• [Task to carry out]
Look through the data below, tally the lines where "static" occurs, and write the total alone.

• [Dataset records]

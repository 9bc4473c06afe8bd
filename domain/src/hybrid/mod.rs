//! Hybrid graphics mode subdomain.
//!
//! - [`state`]: requested/persisted mode and the integrated-GPU sub-mode
//! - [`capability`]: probe result and the control kind it selects
//! - [`transition`]: one change request and how it ended
//! - [`error`]: feature read/write failures
//! - [`classifier`]: failure to warning mapping

pub mod capability;
pub mod classifier;
pub mod error;
pub mod state;
pub mod transition;
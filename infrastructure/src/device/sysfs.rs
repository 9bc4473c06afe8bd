//! sysfs attribute access shared by the device adapters.
//!
//! Attributes hold a single ASCII integer followed by an optional newline.

use hybridctl_domain::FeatureError;
use std::io::ErrorKind;
use std::path::Path;

/// Read an integer attribute.
pub(crate) async fn read_attr(path: &Path) -> Result<u8, FeatureError> {
    let raw = tokio::fs::read_to_string(path)
        .await
        .map_err(|e| map_io_error(path, e))?;
    raw.trim().parse::<u8>().map_err(|_| {
        FeatureError::InvalidValue(format!("{}: '{}'", path.display(), raw.trim()))
    })
}

/// Write an integer attribute.
pub(crate) async fn write_attr(path: &Path, value: u8) -> Result<(), FeatureError> {
    tokio::fs::write(path, value.to_string())
        .await
        .map_err(|e| map_io_error(path, e))
}

pub(crate) async fn attr_exists(path: &Path) -> bool {
    tokio::fs::try_exists(path).await.unwrap_or(false)
}

fn map_io_error(path: &Path, error: std::io::Error) -> FeatureError {
    match error.kind() {
        ErrorKind::PermissionDenied => FeatureError::PermissionDenied(path.display().to_string()),
        ErrorKind::NotFound => FeatureError::Unavailable(format!("{} does not exist", path.display())),
        _ => FeatureError::Io(format!("{}: {}", path.display(), error)),
    }
}

#[cfg(test)]
mod tests {
    use super::*;

    #[tokio::test]
    async fn test_read_trims_newline() {
        let dir = tempfile::tempdir().unwrap();
        let path = dir.path().join("gsync");
        std::fs::write(&path, "1\n").unwrap();
        assert_eq!(read_attr(&path).await.unwrap(), 1);
    }

    #[tokio::test]
    async fn test_read_rejects_garbage() {
        let dir = tempfile::tempdir().unwrap();
        let path = dir.path().join("gsync");
        std::fs::write(&path, "on").unwrap();
        assert!(matches!(
            read_attr(&path).await,
            Err(FeatureError::InvalidValue(_))
        ));
    }

    #[tokio::test]
    async fn test_missing_attribute_is_unavailable() {
        let dir = tempfile::tempdir().unwrap();
        let path = dir.path().join("missing");
        assert!(!attr_exists(&path).await);
        assert!(matches!(
            read_attr(&path).await,
            Err(FeatureError::Unavailable(_))
        ));
    }

    #[tokio::test]
    async fn test_write_then_read() {
        let dir = tempfile::tempdir().unwrap();
        let path = dir.path().join("igpumode");
        std::fs::write(&path, "0").unwrap();
        write_attr(&path, 2).await.unwrap();
        assert_eq!(read_attr(&path).await.unwrap(), 2);
    }
}
//! Core domain concepts shared across all subdomains.
//!
//! - [`error::DomainError`]: parse and validation errors

pub mod error;
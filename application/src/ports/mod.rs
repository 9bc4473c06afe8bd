//! Port definitions (interfaces for external adapters)
//!
//! Ports define the contracts that infrastructure and presentation adapters
//! must implement.

pub mod capability_probe;
pub mod confirmation;
pub mod hybrid_mode_feature;
pub mod presenter;
pub mod restart;
pub mod transition_logger;
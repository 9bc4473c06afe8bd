//! Classification of hybrid mode write failures.
//!
//! Only failures that name a non-default integrated-GPU sub-mode become a
//! user-facing warning. Everything else is left to the caller's generic
//! error path.
//!
//! | Carried sub-mode | Category |
//! |------------------|----------|
//! | `IntegratedOnly` | [`WarningCategory::IntegratedOnly`] |
//! | `Auto` | [`WarningCategory::Auto`] |
//! | `Other(_)` | [`WarningCategory::Generic`] |
//! | `Default` | none |

use crate::hybrid::error::FeatureError;
use crate::hybrid::state::IgpuModeState;
use serde::Serialize;

/// User-facing warning for a failed integrated-GPU mode change.
#[derive(Debug, Clone, Copy, PartialEq, Eq, Serialize)]
#[serde(rename_all = "snake_case")]
pub enum WarningCategory {
    IntegratedOnly,
    Auto,
    Generic,
}

impl WarningCategory {
    pub fn title(&self) -> &'static str {
        match self {
            WarningCategory::IntegratedOnly => "Couldn't switch to integrated GPU only",
            WarningCategory::Auto => "Couldn't switch to automatic GPU mode",
            WarningCategory::Generic => "Couldn't change integrated GPU mode",
        }
    }

    pub fn message(&self) -> &'static str {
        match self {
            WarningCategory::IntegratedOnly => {
                "The discrete GPU is still in use. Close applications running on it and try again."
            }
            WarningCategory::Auto => {
                "The firmware refused automatic mode. Make sure no application keeps the discrete GPU busy and try again."
            }
            WarningCategory::Generic => {
                "The firmware did not accept the new integrated GPU mode. Hybrid mode may be partially applied."
            }
        }
    }
}

/// Map a carried sub-mode to its warning category.
pub fn classify_igpu_mode(sub_mode: IgpuModeState) -> Option<WarningCategory> {
    match sub_mode {
        IgpuModeState::Default => None,
        IgpuModeState::IntegratedOnly => Some(WarningCategory::IntegratedOnly),
        IgpuModeState::Auto => Some(WarningCategory::Auto),
        IgpuModeState::Other(_) => Some(WarningCategory::Generic),
    }
}

/// Classify a feature failure, if it is an integrated-GPU mode change failure.
pub fn classify_feature_error(error: &FeatureError) -> Option<WarningCategory> {
    error.igpu_mode().and_then(classify_igpu_mode)
}
//! Restart port

use async_trait::async_trait;
use thiserror::Error;

/// Errors from a restart attempt
#[derive(Error, Debug)]
pub enum RestartError {
    #[error("Restart command not found: {0}")]
    CommandNotFound(String),

    #[error("Restart failed: {0}")]
    Failed(String),
}

/// Port for restarting the device.
///
/// On success a real implementation does not get to return: the system goes
/// down. `Ok(())` means the restart was handed off.
#[async_trait]
pub trait RestartPort: Send + Sync {
    async fn restart(&self) -> Result<(), RestartError>;
}
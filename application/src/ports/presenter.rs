//! Presentation port
//!
//! The display sink a control reports to. Implementations live in the
//! presentation layer and can render state in various ways (console,
//! JSON, desktop notification).

use hybridctl_domain::HybridModeState;

/// Display sink for a hybrid mode control
pub trait ModePresenter: Send + Sync {
    /// Human-readable name of a state.
    fn display_name(&self, state: HybridModeState) -> String;

    /// Show the state that is currently active.
    fn show_state(&self, state: HybridModeState);

    /// Show a transient warning. Fire-and-forget.
    fn notify_warning(&self, title: &str, message: &str);
}
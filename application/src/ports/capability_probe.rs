//! Capability probe port
//!
//! Defines how the application learns which control kind a machine needs.
//! The probe runs once per control lifetime, before any transition.

use async_trait::async_trait;
use hybridctl_domain::MachineCapability;
use thiserror::Error;

/// Errors that can occur while probing the machine
#[derive(Error, Debug)]
pub enum ProbeError {
    #[error("Hybrid mode is not supported on this machine: {0}")]
    Unsupported(String),

    #[error("Probe failed: {0}")]
    Failed(String),
}

/// Port for querying machine information
#[async_trait]
pub trait CapabilityProbe: Send + Sync {
    /// Determine whether the machine supports the multi-state hybrid mode.
    async fn probe(&self) -> Result<MachineCapability, ProbeError>;
}

/// Probe that always answers with a fixed capability.
///
/// Used when the capability is forced by configuration.
pub struct FixedCapabilityProbe {
    capability: MachineCapability,
}

impl FixedCapabilityProbe {
    pub fn new(capability: MachineCapability) -> Self {
        Self { capability }
    }
}

#[async_trait]
impl CapabilityProbe for FixedCapabilityProbe {
    async fn probe(&self) -> Result<MachineCapability, ProbeError> {
        Ok(self.capability)
    }
}
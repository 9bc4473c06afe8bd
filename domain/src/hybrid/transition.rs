//! Transition request and outcome value objects.

use crate::hybrid::classifier::WarningCategory;
use crate::hybrid::state::HybridModeState;

/// One user-initiated change, consumed exactly once by a control.
///
/// Either side may be missing when the caller has not loaded a value yet.
#[derive(Debug, Clone, Copy, PartialEq, Eq)]
pub struct TransitionRequest {
    pub old: Option<HybridModeState>,
    pub new: Option<HybridModeState>,
}

impl TransitionRequest {
    pub fn new(old: HybridModeState, new: HybridModeState) -> Self {
        Self {
            old: Some(old),
            new: Some(new),
        }
    }

    pub fn from_options(old: Option<HybridModeState>, new: Option<HybridModeState>) -> Self {
        Self { old, new }
    }

    /// Both endpoints, or `None` if either is absent.
    pub fn operands(&self) -> Option<(HybridModeState, HybridModeState)> {
        Some((self.old?, self.new?))
    }

    /// Both endpoints are present and equal.
    pub fn is_unchanged(&self) -> bool {
        matches!(self.operands(), Some((old, new)) if old == new)
    }

    /// Whether the transition enters or leaves `Off`.
    ///
    /// Switching among the non-off states never needs a restart.
    pub fn touches_off(&self) -> bool {
        matches!(self.operands(), Some((old, new)) if old.is_off() || new.is_off())
    }
}

/// How a transition ended.
#[derive(Debug, Clone, Copy, PartialEq, Eq)]
pub enum TransitionOutcome {
    /// An operand was missing; nothing was written.
    Ignored,
    /// Committed without needing a restart; the display was refreshed.
    Refreshed(HybridModeState),
    /// Committed and the user confirmed the restart.
    RestartRequested(HybridModeState),
    /// Committed but the user postponed the restart.
    RestartDeclined(HybridModeState),
    /// The write failed for a known integrated-GPU reason; a warning was shown.
    Warned(WarningCategory),
}

impl TransitionOutcome {
    /// The committed state, when the write went through.
    pub fn committed_state(&self) -> Option<HybridModeState> {
        match self {
            TransitionOutcome::Refreshed(s)
            | TransitionOutcome::RestartRequested(s)
            | TransitionOutcome::RestartDeclined(s) => Some(*s),
            TransitionOutcome::Ignored | TransitionOutcome::Warned(_) => None,
        }
    }

    /// Stable snake_case name used in reports.
    pub fn as_str(&self) -> &'static str {
        match self {
            TransitionOutcome::Ignored => "ignored",
            TransitionOutcome::Refreshed(_) => "refreshed",
            TransitionOutcome::RestartRequested(_) => "restart_requested",
            TransitionOutcome::RestartDeclined(_) => "restart_declined",
            TransitionOutcome::Warned(_) => "warned",
        }
    }

    pub fn warning(&self) -> Option<WarningCategory> {
        match self {
            TransitionOutcome::Warned(category) => Some(*category),
            _ => None,
        }
    }

    pub fn is_restart_pending(&self) -> bool {
        matches!(self, TransitionOutcome::RestartDeclined(_))
    }
}

#[cfg(test)]
mod tests {
    use super::*;
    use HybridModeState::*;

    #[test]
    fn test_operands_require_both_sides() {
        assert_eq!(TransitionRequest::new(Off, Auto).operands(), Some((Off, Auto)));
        assert_eq!(TransitionRequest::from_options(None, Some(Auto)).operands(), None);
        assert_eq!(TransitionRequest::from_options(Some(Off), None).operands(), None);
    }

    #[test]
    fn test_touches_off() {
        assert!(TransitionRequest::new(Off, Auto).touches_off());
        assert!(TransitionRequest::new(FullPowerOnly, Off).touches_off());
        assert!(TransitionRequest::new(Off, Off).touches_off());
        assert!(!TransitionRequest::new(Auto, FullPowerOnly).touches_off());
        assert!(!TransitionRequest::from_options(None, Some(Off)).touches_off());
    }

    #[test]
    fn test_committed_state() {
        assert_eq!(TransitionOutcome::Refreshed(Auto).committed_state(), Some(Auto));
        assert_eq!(TransitionOutcome::Ignored.committed_state(), None);
        assert_eq!(
            TransitionOutcome::Warned(WarningCategory::Auto).committed_state(),
            None
        );
    }

    #[test]
    fn test_is_unchanged() {
        assert!(TransitionRequest::new(Off, Off).is_unchanged());
        assert!(!TransitionRequest::new(Off, Auto).is_unchanged());
        assert!(!TransitionRequest::from_options(None, None).is_unchanged());
    }

    #[test]
    fn test_outcome_names_and_warning() {
        assert_eq!(TransitionOutcome::RestartDeclined(Off).as_str(), "restart_declined");
        assert_eq!(TransitionOutcome::Ignored.as_str(), "ignored");
        assert_eq!(
            TransitionOutcome::Warned(WarningCategory::Auto).warning(),
            Some(WarningCategory::Auto)
        );
        assert_eq!(TransitionOutcome::Refreshed(Auto).warning(), None);
    }
}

• [Answer to the exercise]
3